* _PROBLEM_: Copy the listing below line for line, from its opening line to the one with "and either a", both included; stop there.

<<<<

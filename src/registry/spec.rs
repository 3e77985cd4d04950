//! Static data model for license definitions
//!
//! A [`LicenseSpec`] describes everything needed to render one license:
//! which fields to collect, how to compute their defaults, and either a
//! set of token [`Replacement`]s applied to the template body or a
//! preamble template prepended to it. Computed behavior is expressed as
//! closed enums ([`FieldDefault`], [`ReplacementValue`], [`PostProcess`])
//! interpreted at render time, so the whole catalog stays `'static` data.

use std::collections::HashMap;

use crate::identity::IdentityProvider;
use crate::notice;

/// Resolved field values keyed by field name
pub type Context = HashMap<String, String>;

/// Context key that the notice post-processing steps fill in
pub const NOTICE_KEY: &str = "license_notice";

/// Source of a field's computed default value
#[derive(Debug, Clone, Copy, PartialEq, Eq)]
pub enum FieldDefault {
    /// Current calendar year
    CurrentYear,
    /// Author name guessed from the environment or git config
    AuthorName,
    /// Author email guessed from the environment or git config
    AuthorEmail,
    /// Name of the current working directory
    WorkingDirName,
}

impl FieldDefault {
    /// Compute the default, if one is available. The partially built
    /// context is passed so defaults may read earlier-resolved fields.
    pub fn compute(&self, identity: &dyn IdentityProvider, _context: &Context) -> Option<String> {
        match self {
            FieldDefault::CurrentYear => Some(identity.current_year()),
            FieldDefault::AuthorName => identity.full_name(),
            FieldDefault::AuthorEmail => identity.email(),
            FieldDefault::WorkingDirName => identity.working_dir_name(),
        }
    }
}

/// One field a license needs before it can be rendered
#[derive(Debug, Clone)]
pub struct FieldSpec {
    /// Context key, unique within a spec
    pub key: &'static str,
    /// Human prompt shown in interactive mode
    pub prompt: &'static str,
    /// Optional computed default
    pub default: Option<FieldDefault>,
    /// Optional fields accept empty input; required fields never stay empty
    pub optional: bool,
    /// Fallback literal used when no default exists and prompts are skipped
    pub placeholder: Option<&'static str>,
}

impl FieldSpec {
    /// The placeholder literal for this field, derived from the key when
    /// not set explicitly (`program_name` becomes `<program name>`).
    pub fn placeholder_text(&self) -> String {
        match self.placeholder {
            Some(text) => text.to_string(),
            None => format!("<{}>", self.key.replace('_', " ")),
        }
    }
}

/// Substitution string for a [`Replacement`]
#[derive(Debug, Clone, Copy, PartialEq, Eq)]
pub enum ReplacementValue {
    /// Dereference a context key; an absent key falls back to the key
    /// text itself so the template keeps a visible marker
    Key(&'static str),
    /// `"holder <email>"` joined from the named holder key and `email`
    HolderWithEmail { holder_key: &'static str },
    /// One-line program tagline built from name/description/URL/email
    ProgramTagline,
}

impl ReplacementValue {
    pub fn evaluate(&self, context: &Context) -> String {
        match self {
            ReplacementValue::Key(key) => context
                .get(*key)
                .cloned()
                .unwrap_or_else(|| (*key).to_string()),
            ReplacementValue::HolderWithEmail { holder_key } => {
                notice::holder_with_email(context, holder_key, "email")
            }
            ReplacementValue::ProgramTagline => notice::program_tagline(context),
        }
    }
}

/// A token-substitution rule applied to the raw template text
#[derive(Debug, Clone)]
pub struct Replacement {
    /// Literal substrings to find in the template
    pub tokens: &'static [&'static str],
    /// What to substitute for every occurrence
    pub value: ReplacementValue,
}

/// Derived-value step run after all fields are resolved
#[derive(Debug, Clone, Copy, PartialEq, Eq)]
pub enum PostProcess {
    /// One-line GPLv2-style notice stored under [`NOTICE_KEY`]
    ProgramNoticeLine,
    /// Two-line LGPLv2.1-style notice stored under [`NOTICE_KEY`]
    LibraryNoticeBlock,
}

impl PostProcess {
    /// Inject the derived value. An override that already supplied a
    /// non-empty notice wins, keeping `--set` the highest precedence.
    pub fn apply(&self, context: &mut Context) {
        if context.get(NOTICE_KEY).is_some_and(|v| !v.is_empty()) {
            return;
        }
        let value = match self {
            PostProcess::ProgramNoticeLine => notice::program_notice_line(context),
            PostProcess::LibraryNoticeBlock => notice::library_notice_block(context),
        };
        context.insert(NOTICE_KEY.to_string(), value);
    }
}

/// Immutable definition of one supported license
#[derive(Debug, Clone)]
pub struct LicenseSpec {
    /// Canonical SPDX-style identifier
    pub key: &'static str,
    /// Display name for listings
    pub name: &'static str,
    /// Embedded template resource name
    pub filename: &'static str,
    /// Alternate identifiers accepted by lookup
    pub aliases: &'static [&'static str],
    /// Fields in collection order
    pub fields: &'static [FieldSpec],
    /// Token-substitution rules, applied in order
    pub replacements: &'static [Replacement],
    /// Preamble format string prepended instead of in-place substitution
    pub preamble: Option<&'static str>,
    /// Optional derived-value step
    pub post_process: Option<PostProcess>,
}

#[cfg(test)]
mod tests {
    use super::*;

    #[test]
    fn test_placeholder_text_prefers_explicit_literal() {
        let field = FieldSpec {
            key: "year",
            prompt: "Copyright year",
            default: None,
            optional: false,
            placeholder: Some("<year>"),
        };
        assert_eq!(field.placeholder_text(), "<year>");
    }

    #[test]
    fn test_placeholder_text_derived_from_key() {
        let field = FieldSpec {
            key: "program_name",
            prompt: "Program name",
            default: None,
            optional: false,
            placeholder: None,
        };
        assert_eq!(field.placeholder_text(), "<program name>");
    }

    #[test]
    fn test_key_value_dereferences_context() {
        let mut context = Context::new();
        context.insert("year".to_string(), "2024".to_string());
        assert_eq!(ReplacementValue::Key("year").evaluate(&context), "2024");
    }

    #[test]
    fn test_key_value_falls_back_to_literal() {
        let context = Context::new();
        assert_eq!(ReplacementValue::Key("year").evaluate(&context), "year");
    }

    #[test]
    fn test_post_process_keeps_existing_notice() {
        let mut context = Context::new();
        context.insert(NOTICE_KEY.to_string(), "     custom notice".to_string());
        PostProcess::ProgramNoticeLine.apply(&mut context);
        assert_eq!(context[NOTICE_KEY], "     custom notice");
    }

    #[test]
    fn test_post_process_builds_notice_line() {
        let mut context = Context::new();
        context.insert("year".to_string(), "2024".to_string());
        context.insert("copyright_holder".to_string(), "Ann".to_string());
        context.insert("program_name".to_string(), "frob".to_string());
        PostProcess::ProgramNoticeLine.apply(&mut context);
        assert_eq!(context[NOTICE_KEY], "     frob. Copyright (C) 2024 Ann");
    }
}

>>>>

* _ANSWER SECTION_:
filename src/registry/spec.rs
repository 3e77985cd4d04950
//! Static data model for license definitions
//!
//! A [`LicenseSpec`] describes everything needed to render one license:
//! which fields to collect, how to compute their defaults, and either a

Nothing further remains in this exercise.